//! Presentation mapping for display front-ends.
//!
//! Purely observational: consumes the session's state and emotion watch
//! channels and never feeds anything back into the protocol.

use tokio::sync::watch;
use tokio::task::JoinHandle;

use crate::control::Emotion;
use crate::state::ConnectionState;

/// Display asset shown for a given connection state and emotion hint.
pub fn face_asset(state: ConnectionState, emotion: Emotion) -> &'static str {
    match state {
        ConnectionState::Offline => "blank",
        ConnectionState::Disconnected => "stunned",
        ConnectionState::Idle => "roaming",
        ConnectionState::AwaitingResponse => "thinking",
        ConnectionState::Streaming | ConnectionState::PlayingResponse => match emotion {
            Emotion::Neutral => "neutral",
            Emotion::Happy => "happy",
            Emotion::Sad => "sad",
        },
    }
}

/// Log the face that would be displayed whenever state or emotion changes.
/// Stops when both senders are gone (session teardown).
pub fn spawn_observer(
    mut state_rx: watch::Receiver<ConnectionState>,
    mut emotion_rx: watch::Receiver<Emotion>,
) -> JoinHandle<()> {
    tokio::spawn(async move {
        loop {
            let state = *state_rx.borrow_and_update();
            let emotion = *emotion_rx.borrow_and_update();
            log::info!("face: {} ({} / {})", face_asset(state, emotion), state, emotion);

            tokio::select! {
                changed = state_rx.changed() => {
                    if changed.is_err() {
                        break;
                    }
                }
                changed = emotion_rx.changed() => {
                    if changed.is_err() {
                        break;
                    }
                }
            }
        }
    })
}
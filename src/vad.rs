//! Speech classification collaborators.
//!
//! The protocol core only needs a per-frame speech probability; where that
//! number comes from is a collaborator concern. The default implementation
//! wraps the Silero model via `voice_activity_detector`.

use voice_activity_detector::VoiceActivityDetector;

use crate::audio::{AudioFrame, FRAME_SAMPLES, SAMPLE_RATE};
use crate::error::{LinkError, Result};

/// Produces one speech probability in [0, 1] per inbound frame.
pub trait SpeechClassifier: Send {
    fn probability(&mut self, frame: &AudioFrame) -> Result<f32>;
}

/// Builds one classifier per connection; Silero carries internal state, so
/// instances must never be shared across streams.
pub trait ClassifierFactory: Send + Sync {
    fn make(&self) -> Result<Box<dyn SpeechClassifier>>;
}

pub struct SileroClassifier {
    vad: VoiceActivityDetector,
}

impl SileroClassifier {
    pub fn new() -> Result<Self> {
        let vad = VoiceActivityDetector::builder()
            .sample_rate(SAMPLE_RATE as i64)
            .chunk_size(FRAME_SAMPLES)
            .build()
            .map_err(|e| LinkError::Classifier(format!("failed to build Silero VAD: {e}")))?;
        Ok(Self { vad })
    }
}

impl SpeechClassifier for SileroClassifier {
    fn probability(&mut self, frame: &AudioFrame) -> Result<f32> {
        Ok(self.vad.predict(frame.samples().iter().copied()))
    }
}

pub struct SileroFactory;

impl ClassifierFactory for SileroFactory {
    fn make(&self) -> Result<Box<dyn SpeechClassifier>> {
        Ok(Box::new(SileroClassifier::new()?))
    }
}

/// Peak-amplitude classifier: 1.0 when any sample reaches the level,
/// 0.0 otherwise. No model dependency; used by tests and handy for
/// development loopback setups.
pub struct LevelClassifier {
    level: i16,
}

impl LevelClassifier {
    pub fn new(level: i16) -> Self {
        Self { level }
    }
}

impl SpeechClassifier for LevelClassifier {
    fn probability(&mut self, frame: &AudioFrame) -> Result<f32> {
        let peak = frame
            .samples()
            .iter()
            .map(|s| (*s as i32).abs())
            .max()
            .unwrap_or(0);
        Ok(if peak >= self.level as i32 { 1.0 } else { 0.0 })
    }
}

pub struct LevelFactory {
    pub level: i16,
}

impl ClassifierFactory for LevelFactory {
    fn make(&self) -> Result<Box<dyn SpeechClassifier>> {
        Ok(Box::new(LevelClassifier::new(self.level)))
    }
}

#[cfg(test)]
mod tests {
    use super::*;

    #[test]
    fn level_classifier_thresholds_on_peak() {
        let mut classifier = LevelClassifier::new(1000);
        let quiet = AudioFrame::new(vec![10, -200, 999]);
        let loud = AudioFrame::new(vec![0, 0, -1000]);
        assert_eq!(classifier.probability(&quiet).unwrap(), 0.0);
        assert_eq!(classifier.probability(&loud).unwrap(), 1.0);
    }
}
//! Multi-period production, inventory and procurement planning with
//! transport and production carbon accounting.
//!
//! A run validates a [`ParameterSet`], builds an immutable [`Model`] for the
//! chosen [`ProductionMode`], hands it once to a [`SolverBackend`], and reads
//! the [`Assignment`] back into a [`PlanReport`].

pub mod error;
pub mod io;
pub mod logging;
pub mod model;
pub mod optimization;
pub mod planning;
pub mod solver;

pub use error::{ConfigurationError, ExtractionError, ModelConstructionError, PlanError};
pub use model::catalog::{Catalog, Period, ProductId, SupplierId};
pub use model::params::ParameterSet;
pub use model::schema::Model;
pub use optimization::builder::{ModelBuilder, ProductionMode};
pub use optimization::extract::{PlanReport, ResultExtractor};
pub use planning::config::PlanConfig;
pub use planning::engine::Planner;
pub use solver::traits::{Assignment, FailureReason, SolverBackend, SolverFailure};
====
### WORK INSTRUCTION
Pull out the lines above in which the word "planning" appears.

### FINISHED TASK
//! Multi-period production, inventory and procurement planning with
pub mod planning;
pub use planning::config::PlanConfig;
pub use planning::engine::Planner;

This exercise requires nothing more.